* _Problem description_
Retype all of the data that follows, line for line.

* _Material for the task_

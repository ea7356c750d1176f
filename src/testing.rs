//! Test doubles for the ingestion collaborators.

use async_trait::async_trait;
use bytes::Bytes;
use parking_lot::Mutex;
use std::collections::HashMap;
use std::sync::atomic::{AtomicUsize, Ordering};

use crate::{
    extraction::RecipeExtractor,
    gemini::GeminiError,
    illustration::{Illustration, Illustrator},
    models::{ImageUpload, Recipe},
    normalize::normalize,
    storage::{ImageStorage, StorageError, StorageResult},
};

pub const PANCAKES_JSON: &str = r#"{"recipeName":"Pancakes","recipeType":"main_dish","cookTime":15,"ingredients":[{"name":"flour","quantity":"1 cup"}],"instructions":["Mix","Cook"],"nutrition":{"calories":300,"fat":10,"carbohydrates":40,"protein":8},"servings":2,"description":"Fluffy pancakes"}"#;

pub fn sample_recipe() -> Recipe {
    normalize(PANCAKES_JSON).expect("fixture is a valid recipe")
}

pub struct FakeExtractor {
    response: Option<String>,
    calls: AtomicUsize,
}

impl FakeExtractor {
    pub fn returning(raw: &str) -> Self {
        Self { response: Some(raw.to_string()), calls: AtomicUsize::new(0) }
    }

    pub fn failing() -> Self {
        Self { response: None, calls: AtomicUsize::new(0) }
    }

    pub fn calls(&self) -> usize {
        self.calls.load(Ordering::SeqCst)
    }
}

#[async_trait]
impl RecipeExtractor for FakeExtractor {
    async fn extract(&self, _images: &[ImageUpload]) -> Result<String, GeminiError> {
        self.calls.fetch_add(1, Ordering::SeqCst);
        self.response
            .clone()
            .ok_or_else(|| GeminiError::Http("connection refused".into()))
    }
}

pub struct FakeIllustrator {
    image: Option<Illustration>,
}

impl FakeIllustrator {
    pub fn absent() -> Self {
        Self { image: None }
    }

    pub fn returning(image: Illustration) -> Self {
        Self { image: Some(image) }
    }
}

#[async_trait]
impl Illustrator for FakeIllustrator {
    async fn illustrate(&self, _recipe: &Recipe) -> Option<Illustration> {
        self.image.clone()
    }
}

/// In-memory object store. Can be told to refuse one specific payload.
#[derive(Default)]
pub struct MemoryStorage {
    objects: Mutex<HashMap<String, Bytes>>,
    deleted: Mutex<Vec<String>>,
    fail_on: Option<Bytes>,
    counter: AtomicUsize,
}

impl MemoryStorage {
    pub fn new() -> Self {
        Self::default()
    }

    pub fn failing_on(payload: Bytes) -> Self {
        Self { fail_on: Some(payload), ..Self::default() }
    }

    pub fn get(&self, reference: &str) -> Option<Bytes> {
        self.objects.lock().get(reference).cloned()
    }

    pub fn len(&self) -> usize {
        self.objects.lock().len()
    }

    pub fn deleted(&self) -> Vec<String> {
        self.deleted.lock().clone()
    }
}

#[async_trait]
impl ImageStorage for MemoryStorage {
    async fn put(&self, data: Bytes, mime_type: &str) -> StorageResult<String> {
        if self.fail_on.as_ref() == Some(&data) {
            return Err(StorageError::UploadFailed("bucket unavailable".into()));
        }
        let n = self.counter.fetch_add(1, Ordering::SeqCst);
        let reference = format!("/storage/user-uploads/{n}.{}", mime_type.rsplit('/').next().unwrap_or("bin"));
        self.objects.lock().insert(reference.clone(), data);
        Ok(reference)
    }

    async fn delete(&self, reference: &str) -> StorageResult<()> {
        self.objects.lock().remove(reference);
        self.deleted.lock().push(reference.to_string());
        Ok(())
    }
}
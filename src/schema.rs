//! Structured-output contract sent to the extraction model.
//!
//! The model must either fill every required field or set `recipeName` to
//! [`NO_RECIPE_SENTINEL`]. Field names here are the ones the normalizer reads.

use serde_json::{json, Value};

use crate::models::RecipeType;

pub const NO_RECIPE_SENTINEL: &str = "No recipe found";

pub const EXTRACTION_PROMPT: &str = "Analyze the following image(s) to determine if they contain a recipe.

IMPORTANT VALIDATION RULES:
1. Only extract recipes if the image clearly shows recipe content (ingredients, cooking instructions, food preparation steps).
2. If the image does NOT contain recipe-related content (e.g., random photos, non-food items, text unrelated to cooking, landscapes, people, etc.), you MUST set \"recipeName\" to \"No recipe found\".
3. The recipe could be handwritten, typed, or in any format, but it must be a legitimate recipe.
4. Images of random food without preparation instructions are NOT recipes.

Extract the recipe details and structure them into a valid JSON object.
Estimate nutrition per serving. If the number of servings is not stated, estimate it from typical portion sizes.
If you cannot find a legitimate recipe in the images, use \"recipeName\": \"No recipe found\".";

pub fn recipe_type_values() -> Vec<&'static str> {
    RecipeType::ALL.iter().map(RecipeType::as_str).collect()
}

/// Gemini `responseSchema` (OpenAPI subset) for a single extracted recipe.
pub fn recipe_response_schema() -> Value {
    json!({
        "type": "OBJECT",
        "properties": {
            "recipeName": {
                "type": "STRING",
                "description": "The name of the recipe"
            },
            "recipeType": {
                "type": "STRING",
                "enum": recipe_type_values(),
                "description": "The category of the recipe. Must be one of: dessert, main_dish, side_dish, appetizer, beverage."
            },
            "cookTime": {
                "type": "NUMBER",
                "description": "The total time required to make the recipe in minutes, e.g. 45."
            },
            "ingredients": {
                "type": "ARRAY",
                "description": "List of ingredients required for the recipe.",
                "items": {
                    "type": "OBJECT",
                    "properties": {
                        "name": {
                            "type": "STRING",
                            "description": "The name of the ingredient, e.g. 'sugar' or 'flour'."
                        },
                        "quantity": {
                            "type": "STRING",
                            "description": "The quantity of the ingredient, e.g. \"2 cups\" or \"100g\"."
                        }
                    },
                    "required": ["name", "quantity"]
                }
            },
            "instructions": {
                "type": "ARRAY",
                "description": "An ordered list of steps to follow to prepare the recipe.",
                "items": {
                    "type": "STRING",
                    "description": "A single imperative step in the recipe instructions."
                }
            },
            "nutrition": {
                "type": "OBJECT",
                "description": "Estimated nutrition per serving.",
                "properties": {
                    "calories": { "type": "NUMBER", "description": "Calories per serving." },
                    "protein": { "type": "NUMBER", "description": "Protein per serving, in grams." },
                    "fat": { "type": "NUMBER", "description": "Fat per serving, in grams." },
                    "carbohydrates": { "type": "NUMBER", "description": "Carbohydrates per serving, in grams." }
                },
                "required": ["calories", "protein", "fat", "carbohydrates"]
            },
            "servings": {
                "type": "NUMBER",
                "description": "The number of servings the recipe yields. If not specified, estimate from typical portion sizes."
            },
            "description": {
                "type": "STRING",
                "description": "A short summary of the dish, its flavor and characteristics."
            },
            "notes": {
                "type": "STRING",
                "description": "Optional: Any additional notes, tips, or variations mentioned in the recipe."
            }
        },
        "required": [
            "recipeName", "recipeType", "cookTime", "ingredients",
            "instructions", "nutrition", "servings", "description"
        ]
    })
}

* _Problem solution_
repository ea7356c750d1176f
filename src/testing.rs
//! Test doubles for the ingestion collaborators.

use async_trait::async_trait;
use bytes::Bytes;
use parking_lot::Mutex;
use std::collections::HashMap;
use std::sync::atomic::{AtomicUsize, Ordering};

use crate::{
    extraction::RecipeExtractor,
    gemini::GeminiError,
    illustration::{Illustration, Illustrator},
    models::{ImageUpload, Recipe},
    normalize::normalize,
    storage::{ImageStorage, StorageError, StorageResult},
};

pub const PANCAKES_JSON: &str = r#"{"recipeName":"Pancakes","recipeType":"main_dish","cookTime":15,"ingredients":[{"name":"flour","quantity":"1 cup"}],"instructions":["Mix","Cook"],"nutrition":{"calories":300,"fat":10,"carbohydrates":40,"protein":8},"servings":2,"description":"Fluffy pancakes"}"#;

pub fn sample_recipe() -> Recipe {
    normalize(PANCAKES_JSON).expect("fixture is a valid recipe")
}

pub struct FakeExtractor {
    response: Option<String>,
    calls: AtomicUsize,
}

impl FakeExtractor {
    pub fn returning(raw: &str) -> Self {
        Self { response: Some(raw.to_string()), calls: AtomicUsize::new(0) }
    }

    pub fn failing() -> Self {
        Self { response: None, calls: AtomicUsize::new(0) }
    }

    pub fn calls(&self) -> usize {
        self.calls.load(Ordering::SeqCst)
    }
}

#[async_trait]
impl RecipeExtractor for FakeExtractor {
    async fn extract(&self, _images: &[ImageUpload]) -> Result<String, GeminiError> {
        self.calls.fetch_add(1, Ordering::SeqCst);
        self.response
            .clone()
            .ok_or_else(|| GeminiError::Http("connection refused".into()))
    }
}

pub struct FakeIllustrator {
    image: Option<Illustration>,
}

impl FakeIllustrator {
    pub fn absent() -> Self {
        Self { image: None }
    }

    pub fn returning(image: Illustration) -> Self {
        Self { image: Some(image) }
    }
}

#[async_trait]
impl Illustrator for FakeIllustrator {
    async fn illustrate(&self, _recipe: &Recipe) -> Option<Illustration> {
        self.image.clone()
    }
}

/// In-memory object store. Can be told to refuse one specific payload.
#[derive(Default)]
pub struct MemoryStorage {
    objects: Mutex<HashMap<String, Bytes>>,
    deleted: Mutex<Vec<String>>,
    fail_on: Option<Bytes>,
    counter: AtomicUsize,
}

impl MemoryStorage {
    pub fn new() -> Self {
        Self::default()
    }

    pub fn failing_on(payload: Bytes) -> Self {
        Self { fail_on: Some(payload), ..Self::default() }
    }

    pub fn get(&self, reference: &str) -> Option<Bytes> {
        self.objects.lock().get(reference).cloned()
    }

    pub fn len(&self) -> usize {
        self.objects.lock().len()
    }

    pub fn deleted(&self) -> Vec<String> {
        self.deleted.lock().clone()
    }
}

#[async_trait]
impl ImageStorage for MemoryStorage {
    async fn put(&self, data: Bytes, mime_type: &str) -> StorageResult<String> {
        if self.fail_on.as_ref() == Some(&data) {
            return Err(StorageError::UploadFailed("bucket unavailable".into()));
        }
        let n = self.counter.fetch_add(1, Ordering::SeqCst);
        let reference = format!("/storage/user-uploads/{n}.{}", mime_type.rsplit('/').next().unwrap_or("bin"));
        self.objects.lock().insert(reference.clone(), data);
        Ok(reference)
    }

    async fn delete(&self, reference: &str) -> StorageResult<()> {
        self.objects.lock().remove(reference);
        self.deleted.lock().push(reference.to_string());
        Ok(())
    }
}
filename src/schema.rs
//! Structured-output contract sent to the extraction model.
//!
//! The model must either fill every required field or set `recipeName` to
//! [`NO_RECIPE_SENTINEL`]. Field names here are the ones the normalizer reads.

use serde_json::{json, Value};

use crate::models::RecipeType;

pub const NO_RECIPE_SENTINEL: &str = "No recipe found";

pub const EXTRACTION_PROMPT: &str = "Analyze the following image(s) to determine if they contain a recipe.

IMPORTANT VALIDATION RULES:
1. Only extract recipes if the image clearly shows recipe content (ingredients, cooking instructions, food preparation steps).
2. If the image does NOT contain recipe-related content (e.g., random photos, non-food items, text unrelated to cooking, landscapes, people, etc.), you MUST set \"recipeName\" to \"No recipe found\".
3. The recipe could be handwritten, typed, or in any format, but it must be a legitimate recipe.
4. Images of random food without preparation instructions are NOT recipes.

Extract the recipe details and structure them into a valid JSON object.
Estimate nutrition per serving. If the number of servings is not stated, estimate it from typical portion sizes.
If you cannot find a legitimate recipe in the images, use \"recipeName\": \"No recipe found\".";

pub fn recipe_type_values() -> Vec<&'static str> {
    RecipeType::ALL.iter().map(RecipeType::as_str).collect()
}

/// Gemini `responseSchema` (OpenAPI subset) for a single extracted recipe.
pub fn recipe_response_schema() -> Value {
    json!({
        "type": "OBJECT",
        "properties": {
            "recipeName": {
                "type": "STRING",
                "description": "The name of the recipe"
            },
            "recipeType": {
                "type": "STRING",
                "enum": recipe_type_values(),
                "description": "The category of the recipe. Must be one of: dessert, main_dish, side_dish, appetizer, beverage."
            },
            "cookTime": {
                "type": "NUMBER",
                "description": "The total time required to make the recipe in minutes, e.g. 45."
            },
            "ingredients": {
                "type": "ARRAY",
                "description": "List of ingredients required for the recipe.",
                "items": {
                    "type": "OBJECT",
                    "properties": {
                        "name": {
                            "type": "STRING",
                            "description": "The name of the ingredient, e.g. 'sugar' or 'flour'."
                        },
                        "quantity": {
                            "type": "STRING",
                            "description": "The quantity of the ingredient, e.g. \"2 cups\" or \"100g\"."
                        }
                    },
                    "required": ["name", "quantity"]
                }
            },
            "instructions": {
                "type": "ARRAY",
                "description": "An ordered list of steps to follow to prepare the recipe.",
                "items": {
                    "type": "STRING",
                    "description": "A single imperative step in the recipe instructions."
                }
            },
            "nutrition": {
                "type": "OBJECT",
                "description": "Estimated nutrition per serving.",
                "properties": {
                    "calories": { "type": "NUMBER", "description": "Calories per serving." },
                    "protein": { "type": "NUMBER", "description": "Protein per serving, in grams." },
                    "fat": { "type": "NUMBER", "description": "Fat per serving, in grams." },
                    "carbohydrates": { "type": "NUMBER", "description": "Carbohydrates per serving, in grams." }
                },
                "required": ["calories", "protein", "fat", "carbohydrates"]
            },
            "servings": {
                "type": "NUMBER",
                "description": "The number of servings the recipe yields. If not specified, estimate from typical portion sizes."
            },
            "description": {
                "type": "STRING",
                "description": "A short summary of the dish, its flavor and characteristics."
            },
            "notes": {
                "type": "STRING",
                "description": "Optional: Any additional notes, tips, or variations mentioned in the recipe."
            }
        },
        "required": [
            "recipeName", "recipeType", "cookTime", "ingredients",
            "instructions", "nutrition", "servings", "description"
        ]
    })
}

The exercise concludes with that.